Hip-hop is as much in Ronson's blood as Brit-pop. Back in 1993, before the "bling-bling" explosion, he was deejaying in clubs in downtown New York for US$5.
He recorded an album, Here Comes The Fuzz, in 2003 for the now-defunct Elektra label. The single Ooh Wee featured the rap of Ghostface Killah & Nate Dogg.
After the album, he got a bit bored with making music, until the new album happened.
"I didn't have any grand plan in the beginning. Someone had asked me to do a cover for a Radiohead compilation. When I got to stripping (the song) down bare to just chords and melody-structure and building it back up with horns and beats, I just enjoyed music again for the first time.
"It was almost a project that came out of procrastination because whenever I was making a beat or hip-hop rhythm, I just got bored and put a Smiths chord over it and it'd be - oh cool, maybe this sounds better. That's how the album came about," Ronson recalls.
The result does remind one of David Holmes' revisionist idea of the retro-funky soul-lounge hybrid. (Holmes is also composer of film scores for Ocean's Eleven, Twelve, etc.)

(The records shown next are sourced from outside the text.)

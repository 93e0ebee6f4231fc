//! NPV sensitivity to a single driver.

use super::npv::npv;
use crate::types::AnalysisError;

/// NPV response to alternative values of one input variable.
#[derive(Debug, Clone, PartialEq)]
#[cfg_attr(feature = "serde", derive(serde::Serialize, serde::Deserialize))]
pub struct NpvSensitivity {
    /// Name of the varied input.
    pub variable_name: String,
    /// Base-case value of the input.
    pub base_value: f64,
    /// Tested input values, in caller order.
    pub sensitivity_range: Vec<f64>,
    /// NPV minus base NPV, one per tested value.
    pub npv_impacts: Vec<f64>,
    /// Relative NPV change over relative input change between the first and
    /// last tested values.
    pub elasticity: f64,
}

/// Re-prices a project under alternative input values.
///
/// Each entry of `impacts` pairs an input value with the cash flows it
/// produces. Every series is discounted at `discount_rate` and compared with
/// the base-case NPV. The elasticity uses the first and last entries and is
/// `0.0` whenever it is undefined (fewer than two entries, a zero base value,
/// zero base NPV, or no change in the input).
///
/// # Errors
///
/// Propagates [`npv`] errors for the base or any alternative series.
///
/// # Examples
///
/// ```
/// use stratsim_core::finance::npv_sensitivity;
///
/// let base = [-100.0, 110.0];
/// let impacts = vec![(0.9, vec![-100.0, 99.0]), (1.1, vec![-100.0, 121.0])];
/// let result = npv_sensitivity(&base, 0.0, "volume", &impacts, 1.0).unwrap();
///
/// assert_eq!(result.npv_impacts.len(), 2);
/// assert!(result.elasticity > 0.0);
/// ```
pub fn npv_sensitivity(
    base_flows: &[f64],
    discount_rate: f64,
    variable_name: &str,
    impacts: &[(f64, Vec<f64>)],
    base_value: f64,
) -> Result<NpvSensitivity, AnalysisError> {
    let base_npv = npv(base_flows, discount_rate)?;

    let mut sensitivity_range = Vec::with_capacity(impacts.len());
    let mut npv_impacts = Vec::with_capacity(impacts.len());
    for (value, flows) in impacts {
        sensitivity_range.push(*value);
        npv_impacts.push(npv(flows, discount_rate)? - base_npv);
    }

    let elasticity = match (sensitivity_range.first(), sensitivity_range.last()) {
        (Some(first), Some(last)) if impacts.len() >= 2 && base_value != 0.0 && base_npv != 0.0 => {
            let value_change = (last - first) / base_value;
            let npv_change = (npv_impacts[npv_impacts.len() - 1] - npv_impacts[0]) / base_npv;
            if value_change != 0.0 {
                npv_change / value_change
            } else {
                0.0
            }
        }
        _ => 0.0,
    };

    Ok(NpvSensitivity {
        variable_name: variable_name.to_string(),
        base_value,
        sensitivity_range,
        npv_impacts,
        elasticity,
    })
}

What does he think of the comparison?
"I'd rather be known for carrying on the lineage of Quincy Jones and NelsonRiddle," Ronson replies.
Through working on the Winehouse album Back To Black, he recalls adopting the "old-school" approach to arranging and producing a la Jones and Henry Mancini, and that got him excited about his role in the studio again.
So is today's music as good as what came before?
"I think all the best music - be it pop, rock or R&B - was made from 1964 to 1975. It's no insult to artistes who came after that but you just had that period where all the classics were made - whether it's Stevie Wonder, Led Zeppelin, Marvin Gaye or the Rolling Stones," he says.
"As for Led Zeppelin, I think John Bonham's drumming is almost like the basis for hip-hop though obviously, hip-hop came from funk. The way he played shows that rock could have the biggest, fattest groove too. To me, that was just amazing."